[Material supplied — start]

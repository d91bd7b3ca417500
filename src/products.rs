use std::time::Duration;

use anyhow::Context;
use axum::async_trait;
use lazy_static::lazy_static;
use reqwest::StatusCode;
use scraper::{Html, Selector};
use serde::Deserialize;
use thiserror::Error;

use crate::config::ResolverConfig;

/// Fields requested from Open Food Facts; everything the judge prompt uses.
const OFF_FIELDS: &str =
    "product_name,ingredients_text,nutriscore_score,nutriscore_grade,nova_group,allergens";

const USER_AGENT: &str = "cleanse/0.1 (food scan backend)";

/// Nutrition facts for one barcode, as far as Open Food Facts knows them.
/// Every field except the barcode itself is optional.
#[derive(Debug, Clone, PartialEq)]
pub struct ProductFacts {
    pub upc: String,
    pub product_name: Option<String>,
    pub ingredients_text: Option<String>,
    pub nutriscore_score: Option<i32>,
    pub nutriscore_grade: Option<String>,
    pub nova_group: Option<i32>,
    pub allergens: Option<String>,
}

/// Display name and image scraped from the product page.
#[derive(Debug, Clone, PartialEq)]
pub struct ResolvedMedia {
    pub name: String,
    pub image_url: String,
}

#[derive(Debug, Error)]
pub enum ResolverError {
    #[error("no product found for upc {upc}")]
    NotFound { upc: String },
    #[error("product lookup failed: {0}")]
    Request(String),
    #[error("could not parse product data: {0}")]
    Parse(String),
}

#[async_trait]
pub trait ProductResolver: Send + Sync {
    async fn lookup_facts(&self, upc: &str) -> Result<ProductFacts, ResolverError>;
    async fn lookup_image_and_name(&self, upc: &str) -> Result<ResolvedMedia, ResolverError>;
}

#[derive(Debug, Deserialize)]
struct OffResponse {
    status: i32,
    #[serde(default)]
    product: Option<OffProduct>,
}

#[derive(Debug, Default, Deserialize)]
struct OffProduct {
    product_name: Option<String>,
    ingredients_text: Option<String>,
    nutriscore_score: Option<i32>,
    nutriscore_grade: Option<String>,
    nova_group: Option<i32>,
    allergens: Option<String>,
}

lazy_static! {
    static ref NAME_SELECTOR: Selector =
        Selector::parse("h1.product-name").expect("valid selector");
    static ref IMAGE_SELECTORS: [Selector; 2] = [
        Selector::parse("figure.product-image.non-mobile img").expect("valid selector"),
        Selector::parse("figure.product-image.mobile img").expect("valid selector"),
    ];
}

pub struct HttpProductResolver {
    client: reqwest::Client,
    off_base_url: String,
    goupc_base_url: String,
}

impl HttpProductResolver {
    pub fn new(config: &ResolverConfig) -> anyhow::Result<Self> {
        let client = reqwest::Client::builder()
            .user_agent(USER_AGENT)
            .timeout(Duration::from_secs(config.timeout_secs))
            .build()
            .context("build product resolver http client")?;
        Ok(Self {
            client,
            off_base_url: config.off_base_url.trim_end_matches('/').to_string(),
            goupc_base_url: config.goupc_base_url.trim_end_matches('/').to_string(),
        })
    }
}

#[async_trait]
impl ProductResolver for HttpProductResolver {
    async fn lookup_facts(&self, upc: &str) -> Result<ProductFacts, ResolverError> {
        let url = format!(
            "{}/api/v2/product/{}?fields={}",
            self.off_base_url, upc, OFF_FIELDS
        );
        let response = self
            .client
            .get(&url)
            .send()
            .await
            .map_err(|e| ResolverError::Request(e.to_string()))?;

        if response.status() == StatusCode::NOT_FOUND {
            return Err(ResolverError::NotFound {
                upc: upc.to_string(),
            });
        }
        if !response.status().is_success() {
            return Err(ResolverError::Request(format!(
                "open food facts returned {}",
                response.status()
            )));
        }

        let payload: OffResponse = response
            .json()
            .await
            .map_err(|e| ResolverError::Parse(e.to_string()))?;

        match (payload.status, payload.product) {
            (1, Some(product)) => Ok(ProductFacts {
                upc: upc.to_string(),
                product_name: product.product_name,
                ingredients_text: product.ingredients_text,
                nutriscore_score: product.nutriscore_score,
                nutriscore_grade: product.nutriscore_grade,
                nova_group: product.nova_group,
                allergens: product.allergens,
            }),
            _ => Err(ResolverError::NotFound {
                upc: upc.to_string(),
            }),
        }
    }

    async fn lookup_image_and_name(&self, upc: &str) -> Result<ResolvedMedia, ResolverError> {
        let url = format!("{}/search?q={}", self.goupc_base_url, upc);
        let response = self
            .client
            .get(&url)
            .send()
            .await
            .map_err(|e| ResolverError::Request(e.to_string()))?;

        if !response.status().is_success() {
            return Err(ResolverError::Request(format!(
                "product page returned {}",
                response.status()
            )));
        }

        let body = response
            .text()
            .await
            .map_err(|e| ResolverError::Request(e.to_string()))?;

        // Html is not Send, so the parse stays in a sync helper after the
        // last await.
        parse_product_page(&body, upc)
    }
}

fn parse_product_page(html: &str, upc: &str) -> Result<ResolvedMedia, ResolverError> {
    let document = Html::parse_document(html);

    let name = document
        .select(&NAME_SELECTOR)
        .next()
        .map(|node| node.text().collect::<String>().trim().to_string())
        .filter(|name| !name.is_empty())
        .ok_or_else(|| ResolverError::Parse(format!("no product name on page for {upc}")))?;

    // Desktop figure first, mobile as fallback.
    let image_url = IMAGE_SELECTORS
        .iter()
        .flat_map(|selector| document.select(selector))
        .find_map(|img| img.value().attr("src"))
        .map(str::to_string)
        .ok_or_else(|| ResolverError::Parse(format!("no product image on page for {upc}")))?;

    Ok(ResolvedMedia { name, image_url })
}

[Material supplied — finish]

● Task instructions
Write out the data once more, word for word.

● Task response
repository d91bd7b3ca417500
filename src/products.rs
use std::time::Duration;

use anyhow::Context;
use axum::async_trait;
use lazy_static::lazy_static;
use reqwest::StatusCode;
use scraper::{Html, Selector};
use serde::Deserialize;
use thiserror::Error;

use crate::config::ResolverConfig;

/// Fields requested from Open Food Facts; everything the judge prompt uses.
const OFF_FIELDS: &str =
    "product_name,ingredients_text,nutriscore_score,nutriscore_grade,nova_group,allergens";

const USER_AGENT: &str = "cleanse/0.1 (food scan backend)";

/// Nutrition facts for one barcode, as far as Open Food Facts knows them.
/// Every field except the barcode itself is optional.
#[derive(Debug, Clone, PartialEq)]
pub struct ProductFacts {
    pub upc: String,
    pub product_name: Option<String>,
    pub ingredients_text: Option<String>,
    pub nutriscore_score: Option<i32>,
    pub nutriscore_grade: Option<String>,
    pub nova_group: Option<i32>,
    pub allergens: Option<String>,
}

/// Display name and image scraped from the product page.
#[derive(Debug, Clone, PartialEq)]
pub struct ResolvedMedia {
    pub name: String,
    pub image_url: String,
}

#[derive(Debug, Error)]
pub enum ResolverError {
    #[error("no product found for upc {upc}")]
    NotFound { upc: String },
    #[error("product lookup failed: {0}")]
    Request(String),
    #[error("could not parse product data: {0}")]
    Parse(String),
}

#[async_trait]
pub trait ProductResolver: Send + Sync {
    async fn lookup_facts(&self, upc: &str) -> Result<ProductFacts, ResolverError>;
    async fn lookup_image_and_name(&self, upc: &str) -> Result<ResolvedMedia, ResolverError>;
}

#[derive(Debug, Deserialize)]
struct OffResponse {
    status: i32,
    #[serde(default)]
    product: Option<OffProduct>,
}

#[derive(Debug, Default, Deserialize)]
struct OffProduct {
    product_name: Option<String>,
    ingredients_text: Option<String>,
    nutriscore_score: Option<i32>,
    nutriscore_grade: Option<String>,
    nova_group: Option<i32>,
    allergens: Option<String>,
}

lazy_static! {
    static ref NAME_SELECTOR: Selector =
        Selector::parse("h1.product-name").expect("valid selector");
    static ref IMAGE_SELECTORS: [Selector; 2] = [
        Selector::parse("figure.product-image.non-mobile img").expect("valid selector"),
        Selector::parse("figure.product-image.mobile img").expect("valid selector"),
    ];
}

pub struct HttpProductResolver {
    client: reqwest::Client,
    off_base_url: String,
    goupc_base_url: String,
}

impl HttpProductResolver {
    pub fn new(config: &ResolverConfig) -> anyhow::Result<Self> {
        let client = reqwest::Client::builder()
            .user_agent(USER_AGENT)
            .timeout(Duration::from_secs(config.timeout_secs))
            .build()
            .context("build product resolver http client")?;
        Ok(Self {
            client,
            off_base_url: config.off_base_url.trim_end_matches('/').to_string(),
            goupc_base_url: config.goupc_base_url.trim_end_matches('/').to_string(),
        })
    }
}

#[async_trait]
impl ProductResolver for HttpProductResolver {
    async fn lookup_facts(&self, upc: &str) -> Result<ProductFacts, ResolverError> {
        let url = format!(
            "{}/api/v2/product/{}?fields={}",
            self.off_base_url, upc, OFF_FIELDS
        );
        let response = self
            .client
            .get(&url)
            .send()
            .await
            .map_err(|e| ResolverError::Request(e.to_string()))?;

        if response.status() == StatusCode::NOT_FOUND {
            return Err(ResolverError::NotFound {
                upc: upc.to_string(),
            });
        }
        if !response.status().is_success() {
            return Err(ResolverError::Request(format!(
                "open food facts returned {}",
                response.status()
            )));
        }

        let payload: OffResponse = response
            .json()
            .await
            .map_err(|e| ResolverError::Parse(e.to_string()))?;

        match (payload.status, payload.product) {
            (1, Some(product)) => Ok(ProductFacts {
                upc: upc.to_string(),
                product_name: product.product_name,
                ingredients_text: product.ingredients_text,
                nutriscore_score: product.nutriscore_score,
                nutriscore_grade: product.nutriscore_grade,
                nova_group: product.nova_group,
                allergens: product.allergens,
            }),
            _ => Err(ResolverError::NotFound {
                upc: upc.to_string(),
            }),
        }
    }

    async fn lookup_image_and_name(&self, upc: &str) -> Result<ResolvedMedia, ResolverError> {
        let url = format!("{}/search?q={}", self.goupc_base_url, upc);
        let response = self
            .client
            .get(&url)
            .send()
            .await
            .map_err(|e| ResolverError::Request(e.to_string()))?;

        if !response.status().is_success() {
            return Err(ResolverError::Request(format!(
                "product page returned {}",
                response.status()
            )));
        }

        let body = response
            .text()
            .await
            .map_err(|e| ResolverError::Request(e.to_string()))?;

        // Html is not Send, so the parse stays in a sync helper after the
        // last await.
        parse_product_page(&body, upc)
    }
}

fn parse_product_page(html: &str, upc: &str) -> Result<ResolvedMedia, ResolverError> {
    let document = Html::parse_document(html);

    let name = document
        .select(&NAME_SELECTOR)
        .next()
        .map(|node| node.text().collect::<String>().trim().to_string())
        .filter(|name| !name.is_empty())
        .ok_or_else(|| ResolverError::Parse(format!("no product name on page for {upc}")))?;

    // Desktop figure first, mobile as fallback.
    let image_url = IMAGE_SELECTORS
        .iter()
        .flat_map(|selector| document.select(selector))
        .find_map(|img| img.value().attr("src"))
        .map(str::to_string)
        .ok_or_else(|| ResolverError::Parse(format!("no product image on page for {upc}")))?;

    Ok(ResolvedMedia { name, image_url })
}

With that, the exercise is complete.